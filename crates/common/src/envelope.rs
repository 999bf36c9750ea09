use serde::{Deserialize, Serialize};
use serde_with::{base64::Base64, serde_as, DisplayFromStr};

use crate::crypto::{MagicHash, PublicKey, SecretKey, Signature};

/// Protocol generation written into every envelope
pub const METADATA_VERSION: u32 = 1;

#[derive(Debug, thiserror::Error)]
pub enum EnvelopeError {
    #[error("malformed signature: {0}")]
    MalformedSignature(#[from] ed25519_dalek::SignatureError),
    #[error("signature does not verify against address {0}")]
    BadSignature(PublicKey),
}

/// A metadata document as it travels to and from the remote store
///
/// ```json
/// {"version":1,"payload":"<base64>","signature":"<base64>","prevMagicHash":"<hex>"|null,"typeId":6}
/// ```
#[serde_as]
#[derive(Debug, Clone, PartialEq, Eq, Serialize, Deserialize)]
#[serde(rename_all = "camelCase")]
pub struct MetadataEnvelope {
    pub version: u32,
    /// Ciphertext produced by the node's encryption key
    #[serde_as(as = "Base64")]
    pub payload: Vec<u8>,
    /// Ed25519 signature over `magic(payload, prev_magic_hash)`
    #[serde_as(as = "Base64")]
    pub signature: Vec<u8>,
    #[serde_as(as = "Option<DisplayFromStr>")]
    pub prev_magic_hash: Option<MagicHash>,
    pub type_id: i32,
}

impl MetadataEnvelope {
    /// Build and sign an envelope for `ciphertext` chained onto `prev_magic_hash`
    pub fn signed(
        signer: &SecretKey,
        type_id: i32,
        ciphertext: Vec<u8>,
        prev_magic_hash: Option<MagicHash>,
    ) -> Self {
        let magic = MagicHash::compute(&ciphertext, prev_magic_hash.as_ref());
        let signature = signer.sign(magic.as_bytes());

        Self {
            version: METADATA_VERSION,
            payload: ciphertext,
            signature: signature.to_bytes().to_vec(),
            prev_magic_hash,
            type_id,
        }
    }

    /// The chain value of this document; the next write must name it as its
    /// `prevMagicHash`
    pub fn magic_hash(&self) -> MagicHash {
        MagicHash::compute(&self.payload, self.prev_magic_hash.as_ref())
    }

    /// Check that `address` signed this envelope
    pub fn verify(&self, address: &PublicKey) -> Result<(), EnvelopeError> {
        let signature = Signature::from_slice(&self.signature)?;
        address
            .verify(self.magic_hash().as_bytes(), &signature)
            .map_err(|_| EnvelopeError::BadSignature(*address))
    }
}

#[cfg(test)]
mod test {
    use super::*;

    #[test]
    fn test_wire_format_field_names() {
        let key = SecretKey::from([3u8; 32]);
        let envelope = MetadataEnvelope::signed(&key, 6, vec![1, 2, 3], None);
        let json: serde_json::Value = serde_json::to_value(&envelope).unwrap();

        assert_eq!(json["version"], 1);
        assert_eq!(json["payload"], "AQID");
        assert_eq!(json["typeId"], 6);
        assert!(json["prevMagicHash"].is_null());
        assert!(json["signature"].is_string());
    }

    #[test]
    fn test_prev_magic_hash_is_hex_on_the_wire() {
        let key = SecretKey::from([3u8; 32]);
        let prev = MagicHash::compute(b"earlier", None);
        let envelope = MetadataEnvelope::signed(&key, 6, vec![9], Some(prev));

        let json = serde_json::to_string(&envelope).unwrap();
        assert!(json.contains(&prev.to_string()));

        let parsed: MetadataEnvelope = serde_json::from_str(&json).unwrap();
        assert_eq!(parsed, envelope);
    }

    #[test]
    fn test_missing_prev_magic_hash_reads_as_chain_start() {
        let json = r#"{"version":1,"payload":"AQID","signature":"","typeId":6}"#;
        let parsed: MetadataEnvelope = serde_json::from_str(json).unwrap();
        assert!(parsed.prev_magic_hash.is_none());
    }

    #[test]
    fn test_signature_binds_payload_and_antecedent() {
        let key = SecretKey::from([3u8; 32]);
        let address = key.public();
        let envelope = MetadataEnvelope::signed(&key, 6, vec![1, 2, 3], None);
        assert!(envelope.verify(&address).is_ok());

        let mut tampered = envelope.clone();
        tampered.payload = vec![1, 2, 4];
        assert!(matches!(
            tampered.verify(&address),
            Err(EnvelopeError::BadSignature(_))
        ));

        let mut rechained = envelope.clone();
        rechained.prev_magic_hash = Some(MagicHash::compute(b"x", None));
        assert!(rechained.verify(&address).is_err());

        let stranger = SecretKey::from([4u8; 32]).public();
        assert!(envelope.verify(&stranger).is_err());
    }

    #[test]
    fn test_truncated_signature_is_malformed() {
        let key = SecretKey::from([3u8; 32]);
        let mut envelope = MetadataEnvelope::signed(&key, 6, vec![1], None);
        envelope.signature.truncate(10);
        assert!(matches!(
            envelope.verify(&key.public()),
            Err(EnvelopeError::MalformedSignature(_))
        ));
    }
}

## Exercise prompt:
The records above must be set down again exactly as written.

## Response area:
filename crates/common/src/envelope.rs
repository 999bf36c9750ea09
use serde::{Deserialize, Serialize};
use serde_with::{base64::Base64, serde_as, DisplayFromStr};

use crate::crypto::{MagicHash, PublicKey, SecretKey, Signature};

/// Protocol generation written into every envelope
pub const METADATA_VERSION: u32 = 1;

#[derive(Debug, thiserror::Error)]
pub enum EnvelopeError {
    #[error("malformed signature: {0}")]
    MalformedSignature(#[from] ed25519_dalek::SignatureError),
    #[error("signature does not verify against address {0}")]
    BadSignature(PublicKey),
}

/// A metadata document as it travels to and from the remote store
///
/// ```json
/// {"version":1,"payload":"<base64>","signature":"<base64>","prevMagicHash":"<hex>"|null,"typeId":6}
/// ```
#[serde_as]
#[derive(Debug, Clone, PartialEq, Eq, Serialize, Deserialize)]
#[serde(rename_all = "camelCase")]
pub struct MetadataEnvelope {
    pub version: u32,
    /// Ciphertext produced by the node's encryption key
    #[serde_as(as = "Base64")]
    pub payload: Vec<u8>,
    /// Ed25519 signature over `magic(payload, prev_magic_hash)`
    #[serde_as(as = "Base64")]
    pub signature: Vec<u8>,
    #[serde_as(as = "Option<DisplayFromStr>")]
    pub prev_magic_hash: Option<MagicHash>,
    pub type_id: i32,
}

impl MetadataEnvelope {
    /// Build and sign an envelope for `ciphertext` chained onto `prev_magic_hash`
    pub fn signed(
        signer: &SecretKey,
        type_id: i32,
        ciphertext: Vec<u8>,
        prev_magic_hash: Option<MagicHash>,
    ) -> Self {
        let magic = MagicHash::compute(&ciphertext, prev_magic_hash.as_ref());
        let signature = signer.sign(magic.as_bytes());

        Self {
            version: METADATA_VERSION,
            payload: ciphertext,
            signature: signature.to_bytes().to_vec(),
            prev_magic_hash,
            type_id,
        }
    }

    /// The chain value of this document; the next write must name it as its
    /// `prevMagicHash`
    pub fn magic_hash(&self) -> MagicHash {
        MagicHash::compute(&self.payload, self.prev_magic_hash.as_ref())
    }

    /// Check that `address` signed this envelope
    pub fn verify(&self, address: &PublicKey) -> Result<(), EnvelopeError> {
        let signature = Signature::from_slice(&self.signature)?;
        address
            .verify(self.magic_hash().as_bytes(), &signature)
            .map_err(|_| EnvelopeError::BadSignature(*address))
    }
}

#[cfg(test)]
mod test {
    use super::*;

    #[test]
    fn test_wire_format_field_names() {
        let key = SecretKey::from([3u8; 32]);
        let envelope = MetadataEnvelope::signed(&key, 6, vec![1, 2, 3], None);
        let json: serde_json::Value = serde_json::to_value(&envelope).unwrap();

        assert_eq!(json["version"], 1);
        assert_eq!(json["payload"], "AQID");
        assert_eq!(json["typeId"], 6);
        assert!(json["prevMagicHash"].is_null());
        assert!(json["signature"].is_string());
    }

    #[test]
    fn test_prev_magic_hash_is_hex_on_the_wire() {
        let key = SecretKey::from([3u8; 32]);
        let prev = MagicHash::compute(b"earlier", None);
        let envelope = MetadataEnvelope::signed(&key, 6, vec![9], Some(prev));

        let json = serde_json::to_string(&envelope).unwrap();
        assert!(json.contains(&prev.to_string()));

        let parsed: MetadataEnvelope = serde_json::from_str(&json).unwrap();
        assert_eq!(parsed, envelope);
    }

    #[test]
    fn test_missing_prev_magic_hash_reads_as_chain_start() {
        let json = r#"{"version":1,"payload":"AQID","signature":"","typeId":6}"#;
        let parsed: MetadataEnvelope = serde_json::from_str(json).unwrap();
        assert!(parsed.prev_magic_hash.is_none());
    }

    #[test]
    fn test_signature_binds_payload_and_antecedent() {
        let key = SecretKey::from([3u8; 32]);
        let address = key.public();
        let envelope = MetadataEnvelope::signed(&key, 6, vec![1, 2, 3], None);
        assert!(envelope.verify(&address).is_ok());

        let mut tampered = envelope.clone();
        tampered.payload = vec![1, 2, 4];
        assert!(matches!(
            tampered.verify(&address),
            Err(EnvelopeError::BadSignature(_))
        ));

        let mut rechained = envelope.clone();
        rechained.prev_magic_hash = Some(MagicHash::compute(b"x", None));
        assert!(rechained.verify(&address).is_err());

        let stranger = SecretKey::from([4u8; 32]).public();
        assert!(envelope.verify(&stranger).is_err());
    }

    #[test]
    fn test_truncated_signature_is_malformed() {
        let key = SecretKey::from([3u8; 32]);
        let mut envelope = MetadataEnvelope::signed(&key, 6, vec![1], None);
        envelope.signature.truncate(10);
        assert!(matches!(
            envelope.verify(&key.public()),
            Err(EnvelopeError::MalformedSignature(_))
        ));
    }
}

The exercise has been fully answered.